A complete, exact copy of the data is the required answer.

[Collected data]
::::::::::
//! In-memory [`GraphStore`] for tests.
//!
//! Each transaction works on a private copy of the graph taken at `begin`
//! and publishes it on commit, so a rolled-back or dropped transaction
//! leaves no trace. Edge MERGEs require both endpoints to exist, matching
//! `MATCH ... MERGE` in Cypher.

use std::collections::BTreeMap;
use std::sync::atomic::{AtomicUsize, Ordering};
use std::sync::{Arc, Mutex};
use std::time::Duration;

use async_trait::async_trait;
use serde_json::Value;

use codemap_core::{CodemapError, CodemapResult};

use crate::statement::{NodeLabel, NodeRef, Properties, RelType, Statement};
use crate::store::{AccessMode, GraphStore, GraphTransaction};
use crate::value::{GraphValue, Record};

type EdgeKey = (NodeRef, RelType, NodeRef);
type FailurePredicate = Arc<dyn Fn(&Statement) -> bool + Send + Sync>;

#[derive(Debug, Clone, Default)]
pub(crate) struct MemoryGraph {
    pub nodes: BTreeMap<NodeRef, Properties>,
    pub edges: BTreeMap<EdgeKey, Properties>,
}

impl MemoryGraph {
    pub fn count_nodes(&self, label: NodeLabel) -> usize {
        self.nodes.keys().filter(|n| n.label == label).count()
    }

    pub fn count_edges(&self, rel: RelType) -> usize {
        self.edges.keys().filter(|(_, r, _)| *r == rel).count()
    }

    pub fn node(&self, label: NodeLabel, key: &str) -> Option<&Properties> {
        self.nodes.get(&NodeRef::new(label, key))
    }

    /// Targets of `rel` edges leaving `from`.
    pub fn targets(&self, from: &NodeRef, rel: RelType) -> Vec<&NodeRef> {
        self.edges
            .keys()
            .filter(|(f, r, _)| f == from && *r == rel)
            .map(|(_, _, to)| to)
            .collect()
    }

    pub fn edge(&self, from: &NodeRef, rel: RelType, to: &NodeRef) -> Option<&Properties> {
        self.edges.get(&(from.clone(), rel, to.clone()))
    }

    fn apply(&mut self, statement: &Statement) -> Vec<Record> {
        match statement {
            Statement::MergeNode { node, on_create } => {
                self.nodes.entry(node.clone()).or_insert_with(|| on_create.clone());
                Vec::new()
            }
            Statement::MergeEdge { from, rel, to, on_create } => {
                if self.nodes.contains_key(from) && self.nodes.contains_key(to) {
                    self.edges
                        .entry((from.clone(), *rel, to.clone()))
                        .or_insert_with(|| on_create.clone());
                }
                Vec::new()
            }
            Statement::SetProperties { node, properties } => {
                if let Some(existing) = self.nodes.get_mut(node) {
                    existing.extend(properties.clone());
                }
                Vec::new()
            }
            Statement::FindFiles { fragment } => self
                .nodes
                .keys()
                .filter(|n| n.label == NodeLabel::File && n.key.contains(fragment.as_str()))
                .map(|n| {
                    Record::from([
                        ("path".to_string(), GraphValue::from(n.key.as_str())),
                        ("suffix_match".to_string(), GraphValue::from(Value::Bool(n.key.ends_with(fragment.as_str())))),
                    ])
                })
                .collect(),
            Statement::FindFunctions { name } => self
                .nodes
                .iter()
                .filter(|(n, props)| n.label == NodeLabel::Function && props.get("name") == Some(&Value::from(name.as_str())))
                .map(|(n, props)| {
                    Record::from([
                        ("id".to_string(), GraphValue::from(n.key.as_str())),
                        (
                            "is_method_of".to_string(),
                            GraphValue::from(props.get("is_method_of").cloned().unwrap_or(Value::Null)),
                        ),
                    ])
                })
                .collect(),
            Statement::Cypher { .. } => Vec::new(),
        }
    }
}

#[derive(Default)]
struct Counters {
    commits: AtomicUsize,
    rollbacks: AtomicUsize,
}

#[derive(Clone, Default)]
pub(crate) struct MemoryStore {
    graph: Arc<Mutex<MemoryGraph>>,
    log: Arc<Mutex<Vec<(AccessMode, Statement)>>>,
    counters: Arc<Counters>,
    rows: Vec<Record>,
    fail_when: Option<FailurePredicate>,
    delay: Option<Duration>,
}

impl MemoryStore {
    pub fn new() -> Self {
        Self::default()
    }

    /// Rows returned for every free-form Cypher statement.
    pub fn with_rows(mut self, rows: Vec<Record>) -> Self {
        self.rows = rows;
        self
    }

    /// Fail any statement matching the predicate.
    pub fn failing_on(mut self, predicate: impl Fn(&Statement) -> bool + Send + Sync + 'static) -> Self {
        self.fail_when = Some(Arc::new(predicate));
        self
    }

    /// Sleep before running each statement.
    pub fn with_delay(mut self, delay: Duration) -> Self {
        self.delay = Some(delay);
        self
    }

    /// Committed state.
    pub fn snapshot(&self) -> MemoryGraph {
        self.graph.lock().unwrap().clone()
    }

    pub fn statements(&self) -> Vec<(AccessMode, Statement)> {
        self.log.lock().unwrap().clone()
    }

    pub fn commits(&self) -> usize {
        self.counters.commits.load(Ordering::SeqCst)
    }

    pub fn rollbacks(&self) -> usize {
        self.counters.rollbacks.load(Ordering::SeqCst)
    }
}

#[async_trait]
impl GraphStore for MemoryStore {
    async fn begin(&self, mode: AccessMode) -> CodemapResult<Box<dyn GraphTransaction>> {
        Ok(Box::new(MemoryTransaction {
            working: self.snapshot(),
            store: self.clone(),
            mode,
        }))
    }
}

struct MemoryTransaction {
    store: MemoryStore,
    working: MemoryGraph,
    mode: AccessMode,
}

#[async_trait]
impl GraphTransaction for MemoryTransaction {
    async fn run(&mut self, statement: &Statement) -> CodemapResult<Vec<Record>> {
        if let Some(delay) = self.store.delay {
            tokio::time::sleep(delay).await;
        }
        self.store.log.lock().unwrap().push((self.mode, statement.clone()));

        if self.store.fail_when.as_ref().is_some_and(|fail| fail(statement)) {
            return Err(CodemapError::Store(format!("injected failure: {}", statement.text())));
        }
        if self.mode == AccessMode::Read && statement.is_write() {
            return Err(CodemapError::Store("write statement in read transaction".to_string()));
        }
        if let Statement::Cypher { .. } = statement {
            return Ok(self.store.rows.clone());
        }
        Ok(self.working.apply(statement))
    }

    async fn commit(self: Box<Self>) -> CodemapResult<()> {
        let this = *self;
        if this.mode == AccessMode::Write {
            *this.store.graph.lock().unwrap() = this.working;
        }
        this.store.counters.commits.fetch_add(1, Ordering::SeqCst);
        Ok(())
    }

    async fn rollback(self: Box<Self>) -> CodemapResult<()> {
        self.store.counters.rollbacks.fetch_add(1, Ordering::SeqCst);
        Ok(())
    }
}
::::::::::
**Response to the task**
//! In-memory [`GraphStore`] for tests.
//!
//! Each transaction works on a private copy of the graph taken at `begin`
//! and publishes it on commit, so a rolled-back or dropped transaction
//! leaves no trace. Edge MERGEs require both endpoints to exist, matching
//! `MATCH ... MERGE` in Cypher.

use std::collections::BTreeMap;
use std::sync::atomic::{AtomicUsize, Ordering};
use std::sync::{Arc, Mutex};
use std::time::Duration;

use async_trait::async_trait;
use serde_json::Value;

use codemap_core::{CodemapError, CodemapResult};

use crate::statement::{NodeLabel, NodeRef, Properties, RelType, Statement};
use crate::store::{AccessMode, GraphStore, GraphTransaction};
use crate::value::{GraphValue, Record};

type EdgeKey = (NodeRef, RelType, NodeRef);
type FailurePredicate = Arc<dyn Fn(&Statement) -> bool + Send + Sync>;

#[derive(Debug, Clone, Default)]
pub(crate) struct MemoryGraph {
    pub nodes: BTreeMap<NodeRef, Properties>,
    pub edges: BTreeMap<EdgeKey, Properties>,
}

impl MemoryGraph {
    pub fn count_nodes(&self, label: NodeLabel) -> usize {
        self.nodes.keys().filter(|n| n.label == label).count()
    }

    pub fn count_edges(&self, rel: RelType) -> usize {
        self.edges.keys().filter(|(_, r, _)| *r == rel).count()
    }

    pub fn node(&self, label: NodeLabel, key: &str) -> Option<&Properties> {
        self.nodes.get(&NodeRef::new(label, key))
    }

    /// Targets of `rel` edges leaving `from`.
    pub fn targets(&self, from: &NodeRef, rel: RelType) -> Vec<&NodeRef> {
        self.edges
            .keys()
            .filter(|(f, r, _)| f == from && *r == rel)
            .map(|(_, _, to)| to)
            .collect()
    }

    pub fn edge(&self, from: &NodeRef, rel: RelType, to: &NodeRef) -> Option<&Properties> {
        self.edges.get(&(from.clone(), rel, to.clone()))
    }

    fn apply(&mut self, statement: &Statement) -> Vec<Record> {
        match statement {
            Statement::MergeNode { node, on_create } => {
                self.nodes.entry(node.clone()).or_insert_with(|| on_create.clone());
                Vec::new()
            }
            Statement::MergeEdge { from, rel, to, on_create } => {
                if self.nodes.contains_key(from) && self.nodes.contains_key(to) {
                    self.edges
                        .entry((from.clone(), *rel, to.clone()))
                        .or_insert_with(|| on_create.clone());
                }
                Vec::new()
            }
            Statement::SetProperties { node, properties } => {
                if let Some(existing) = self.nodes.get_mut(node) {
                    existing.extend(properties.clone());
                }
                Vec::new()
            }
            Statement::FindFiles { fragment } => self
                .nodes
                .keys()
                .filter(|n| n.label == NodeLabel::File && n.key.contains(fragment.as_str()))
                .map(|n| {
                    Record::from([
                        ("path".to_string(), GraphValue::from(n.key.as_str())),
                        ("suffix_match".to_string(), GraphValue::from(Value::Bool(n.key.ends_with(fragment.as_str())))),
                    ])
                })
                .collect(),
            Statement::FindFunctions { name } => self
                .nodes
                .iter()
                .filter(|(n, props)| n.label == NodeLabel::Function && props.get("name") == Some(&Value::from(name.as_str())))
                .map(|(n, props)| {
                    Record::from([
                        ("id".to_string(), GraphValue::from(n.key.as_str())),
                        (
                            "is_method_of".to_string(),
                            GraphValue::from(props.get("is_method_of").cloned().unwrap_or(Value::Null)),
                        ),
                    ])
                })
                .collect(),
            Statement::Cypher { .. } => Vec::new(),
        }
    }
}

#[derive(Default)]
struct Counters {
    commits: AtomicUsize,
    rollbacks: AtomicUsize,
}

#[derive(Clone, Default)]
pub(crate) struct MemoryStore {
    graph: Arc<Mutex<MemoryGraph>>,
    log: Arc<Mutex<Vec<(AccessMode, Statement)>>>,
    counters: Arc<Counters>,
    rows: Vec<Record>,
    fail_when: Option<FailurePredicate>,
    delay: Option<Duration>,
}

impl MemoryStore {
    pub fn new() -> Self {
        Self::default()
    }

    /// Rows returned for every free-form Cypher statement.
    pub fn with_rows(mut self, rows: Vec<Record>) -> Self {
        self.rows = rows;
        self
    }

    /// Fail any statement matching the predicate.
    pub fn failing_on(mut self, predicate: impl Fn(&Statement) -> bool + Send + Sync + 'static) -> Self {
        self.fail_when = Some(Arc::new(predicate));
        self
    }

    /// Sleep before running each statement.
    pub fn with_delay(mut self, delay: Duration) -> Self {
        self.delay = Some(delay);
        self
    }

    /// Committed state.
    pub fn snapshot(&self) -> MemoryGraph {
        self.graph.lock().unwrap().clone()
    }

    pub fn statements(&self) -> Vec<(AccessMode, Statement)> {
        self.log.lock().unwrap().clone()
    }

    pub fn commits(&self) -> usize {
        self.counters.commits.load(Ordering::SeqCst)
    }

    pub fn rollbacks(&self) -> usize {
        self.counters.rollbacks.load(Ordering::SeqCst)
    }
}

#[async_trait]
impl GraphStore for MemoryStore {
    async fn begin(&self, mode: AccessMode) -> CodemapResult<Box<dyn GraphTransaction>> {
        Ok(Box::new(MemoryTransaction {
            working: self.snapshot(),
            store: self.clone(),
            mode,
        }))
    }
}

struct MemoryTransaction {
    store: MemoryStore,
    working: MemoryGraph,
    mode: AccessMode,
}

#[async_trait]
impl GraphTransaction for MemoryTransaction {
    async fn run(&mut self, statement: &Statement) -> CodemapResult<Vec<Record>> {
        if let Some(delay) = self.store.delay {
            tokio::time::sleep(delay).await;
        }
        self.store.log.lock().unwrap().push((self.mode, statement.clone()));

        if self.store.fail_when.as_ref().is_some_and(|fail| fail(statement)) {
            return Err(CodemapError::Store(format!("injected failure: {}", statement.text())));
        }
        if self.mode == AccessMode::Read && statement.is_write() {
            return Err(CodemapError::Store("write statement in read transaction".to_string()));
        }
        if let Statement::Cypher { .. } = statement {
            return Ok(self.store.rows.clone());
        }
        Ok(self.working.apply(statement))
    }

    async fn commit(self: Box<Self>) -> CodemapResult<()> {
        let this = *self;
        if this.mode == AccessMode::Write {
            *this.store.graph.lock().unwrap() = this.working;
        }
        this.store.counters.commits.fetch_add(1, Ordering::SeqCst);
        Ok(())
    }

    async fn rollback(self: Box<Self>) -> CodemapResult<()> {
        self.store.counters.rollbacks.fetch_add(1, Ordering::SeqCst);
        Ok(())
    }
}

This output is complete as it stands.